C++ coroutines: What does it mean when I declare my coroutine as noexcept?

Suppose you want a coroutine that terminates on unhandled exceptions, or equivalently (looking at it from the consumer side) a coroutine that never throws an exception when awaited. For regular functions, the way to say this is to put the noexcept exception specification on your function declaration:

int GetValue() noexcept
{
    return LoadValue();
}

If the Load­Value() function raises an exception, the exception propagation stops at the noexcept and turns into a std::terminate, which is a fatal error that terminates the application.

Looking at the contract from the other side, the noexcept specification tells the caller that no exceptions can escape the Get­Value() function, so the caller can optimize accordingly. Get­Value() will get you a value or die trying.

Okay, so what happens when you apply this to a coroutine?

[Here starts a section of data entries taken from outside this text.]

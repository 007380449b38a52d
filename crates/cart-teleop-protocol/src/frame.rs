use thiserror::Error;

/// First byte of every frame.
pub const MARKER_A: u8 = 42;
/// Second byte of every frame.
pub const MARKER_B: u8 = 21;
pub const FRAME_LEN: usize = 5;
pub const MAX_STEERING: u8 = 100;

#[derive(Debug, Error, Clone, Copy, PartialEq, Eq)]
pub enum FrameError {
    #[error("frame truncated: got {0} bytes, need {FRAME_LEN}")]
    Truncated(usize),
    #[error("bad marker bytes {0:#04x} {1:#04x}")]
    BadMarker(u8, u8),
}

/// One throttle/brake/steering command as sent to the cart.
#[derive(Debug, Clone, Copy, PartialEq, Eq, Hash)]
pub struct CommandFrame {
    pub throttle: u8,
    pub brake: u8,
    pub steering: u8,
}

impl CommandFrame {
    pub fn new(throttle: u8, brake: u8, steering: u8) -> Self {
        debug_assert!(steering <= MAX_STEERING, "steering {steering} out of range");
        Self { throttle, brake, steering }
    }

    pub fn to_bytes(&self) -> [u8; FRAME_LEN] {
        [MARKER_A, MARKER_B, self.throttle, self.brake, self.steering]
    }

    /// Parses a frame from the start of `bytes`. Trailing bytes are ignored.
    pub fn parse(bytes: &[u8]) -> Result<Self, FrameError> {
        if bytes.len() < FRAME_LEN {
            return Err(FrameError::Truncated(bytes.len()));
        }
        if bytes[0] != MARKER_A || bytes[1] != MARKER_B {
            return Err(FrameError::BadMarker(bytes[0], bytes[1]));
        }
        Ok(Self {
            throttle: bytes[2],
            brake: bytes[3],
            steering: bytes[4],
        })
    }
}

impl From<CommandFrame> for [u8; FRAME_LEN] {
    fn from(frame: CommandFrame) -> Self {
        frame.to_bytes()
    }
}

impl TryFrom<&[u8]> for CommandFrame {
    type Error = FrameError;

    fn try_from(bytes: &[u8]) -> Result<Self, Self::Error> {
        Self::parse(bytes)
    }
}

/// Encodes a command triple into its 5-byte wire form.
pub fn encode(throttle: u8, brake: u8, steering: u8) -> [u8; FRAME_LEN] {
    CommandFrame::new(throttle, brake, steering).to_bytes()
}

simple_task<int> GetValueAsync() noexcept
{
    co_return LoadValue();
}

If an exception is thrown by the Load­Value() function, the exception is captured into the simple_task and is rethrown when the task is co_awaited.

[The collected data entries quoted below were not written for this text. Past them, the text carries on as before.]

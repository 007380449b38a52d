use crate::error::{Error, Result};
use cart_teleop_protocol::{CommandFrame, FRAME_LEN};
use serialport::SerialPort;
use std::io::{ErrorKind, Write};
use std::time::Duration;

/// Baud rate the cart firmware listens at.
pub const CART_BAUD_RATE: u32 = 57_600;

#[derive(Debug, Clone)]
pub struct SerialConfig {
    pub baud_rate: u32,
    pub data_bits: serialport::DataBits,
    pub parity: serialport::Parity,
    pub stop_bits: serialport::StopBits,
    pub flow_control: serialport::FlowControl,
    pub write_timeout: Duration,
}

impl Default for SerialConfig {
    fn default() -> Self {
        Self {
            baud_rate: CART_BAUD_RATE,
            data_bits: serialport::DataBits::Eight,
            parity: serialport::Parity::None,
            stop_bits: serialport::StopBits::One,
            flow_control: serialport::FlowControl::None,
            write_timeout: Duration::ZERO,
        }
    }
}

/// Outbound half of the link to the cart.
pub trait Transport {
    fn send(&mut self, frame: &CommandFrame) -> Result<()>;
}

/// Send-and-forget frame writer over any byte sink.
///
/// A write that would block is dropped, not queued. A short write is not
/// completed later either; the receiver resynchronizes on the next markers.
pub struct FrameWriter<W> {
    inner: W,
    dropped: u64,
}

pub type SerialTransport = FrameWriter<Box<dyn SerialPort>>;

impl SerialTransport {
    pub fn open(port_name: &str, cfg: &SerialConfig) -> Result<Self> {
        let port = serialport::new(port_name, cfg.baud_rate)
            .data_bits(cfg.data_bits)
            .parity(cfg.parity)
            .stop_bits(cfg.stop_bits)
            .flow_control(cfg.flow_control)
            .timeout(cfg.write_timeout)
            .open()
            .map_err(|source| Error::Open {
                port: port_name.to_string(),
                source,
            })?;
        log::info!("opened {port_name} at {} baud", cfg.baud_rate);
        Ok(FrameWriter::new(port))
    }
}

impl<W: Write> FrameWriter<W> {
    pub fn new(inner: W) -> Self {
        Self { inner, dropped: 0 }
    }

    /// Frames that could not be written in full.
    pub fn dropped(&self) -> u64 {
        self.dropped
    }

    pub fn get_ref(&self) -> &W {
        &self.inner
    }
}

impl<W: Write> Transport for FrameWriter<W> {
    fn send(&mut self, frame: &CommandFrame) -> Result<()> {
        let bytes = frame.to_bytes();
        match self.inner.write(&bytes) {
            Ok(n) if n == FRAME_LEN => {
                log::trace!("tx {bytes:?}");
                Ok(())
            }
            Ok(n) => {
                self.dropped += 1;
                log::debug!("short write: {n} of {FRAME_LEN} bytes");
                Ok(())
            }
            Err(e) if matches!(e.kind(), ErrorKind::WouldBlock | ErrorKind::TimedOut | ErrorKind::Interrupted) => {
                self.dropped += 1;
                log::debug!("frame dropped: {e}");
                Ok(())
            }
            Err(e) => Err(Error::Write(e)),
        }
    }
}

#[cfg(test)]
mod tests {
    use super::*;
    use std::io;

    struct Stalled(ErrorKind);

    impl Write for Stalled {
        fn write(&mut self, _: &[u8]) -> io::Result<usize> {
            Err(self.0.into())
        }

        fn flush(&mut self) -> io::Result<()> {
            Ok(())
        }
    }

    #[test]
    fn writes_whole_frame() {
        let mut tx = FrameWriter::new(Vec::new());
        tx.send(&CommandFrame::new(45, 0, 50)).unwrap();
        assert_eq!(tx.get_ref(), &vec![42, 21, 45, 0, 50]);
        assert_eq!(tx.dropped(), 0);
    }

    #[test]
    fn blocked_write_is_dropped_not_retried() {
        let mut tx = FrameWriter::new(Stalled(ErrorKind::TimedOut));
        tx.send(&CommandFrame::new(0, 0, 50)).unwrap();
        tx.send(&CommandFrame::new(0, 0, 50)).unwrap();
        assert_eq!(tx.dropped(), 2);
    }

    #[test]
    fn broken_link_is_fatal() {
        let mut tx = FrameWriter::new(Stalled(ErrorKind::BrokenPipe));
        let err = tx.send(&CommandFrame::new(0, 0, 50)).unwrap_err();
        assert!(matches!(err, Error::Write(_)));
    }

    #[test]
    fn short_write_counts_as_dropped() {
        let mut buf = [0u8; 3];
        let mut tx = FrameWriter::new(&mut buf[..]);
        tx.send(&CommandFrame::new(1, 2, 3)).unwrap();
        assert_eq!(tx.dropped(), 1);
    }

    #[test]
    fn missing_device_fails_to_open() {
        let path = "/dev/cart-teleop-does-not-exist";
        match SerialTransport::open(path, &SerialConfig::default()) {
            Err(Error::Open { port, .. }) => assert_eq!(port, path),
            Err(e) => panic!("unexpected error: {e}"),
            Ok(_) => panic!("opened a device that does not exist"),
        }
    }

    #[test]
    fn default_config_matches_cart_firmware() {
        let cfg = SerialConfig::default();
        assert_eq!(cfg.baud_rate, 57_600);
        assert_eq!(cfg.write_timeout, Duration::ZERO);
    }
}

Wait a second. I put the noexcept keyword on this function. Certainly that means that any unhandled exception in the function terminates the program, right?

Yes, that’s what it means, but your coroutine isn’t the function.

The function is the thing that returns a simple_task. And the noexcept says that the Get­Value­Async() function can successfully return a simple_task without raising an exception.

Look at this from the caller’s point of view: The caller sees only

simple_task<int> GetValueAsync() noexcept;

This is not a coroutine definition. This is just a function prototype. The caller doesn’t know how GetValueAsync() is going to produce that simple_task. The implementation could be

simple_task<int> GetValueAsync() noexcept
{
    return simple_task<int>(constructor parameters);
}

Just the usual case of returning a constructed object. No coroutines involved at all.

If Get­Value­Async() is implemented as a coroutine, then any unhandled exception is passed to the coroutine promise’s unhandled_exception method, and it’s up to the promise to decide what to do next.

So what can you do if you really want your coroutine to terminate on unhandled exception? We’ll look at that next time.

Topics
Code

Author

Raymond has been involved in the evolution of Windows for more than 30 years. In 2003, he began a Web site known as The Old New Thing which has grown in popularity far beyond his wildest imagination, a development which still gives him the heebie-jeebies. The Web site spawned a book, coincidentally also titled The Old New Thing (Addison Wesley 2007). He occasionally appears on the Windows Dev Docs Twitter account to tell stories which convey no useful information.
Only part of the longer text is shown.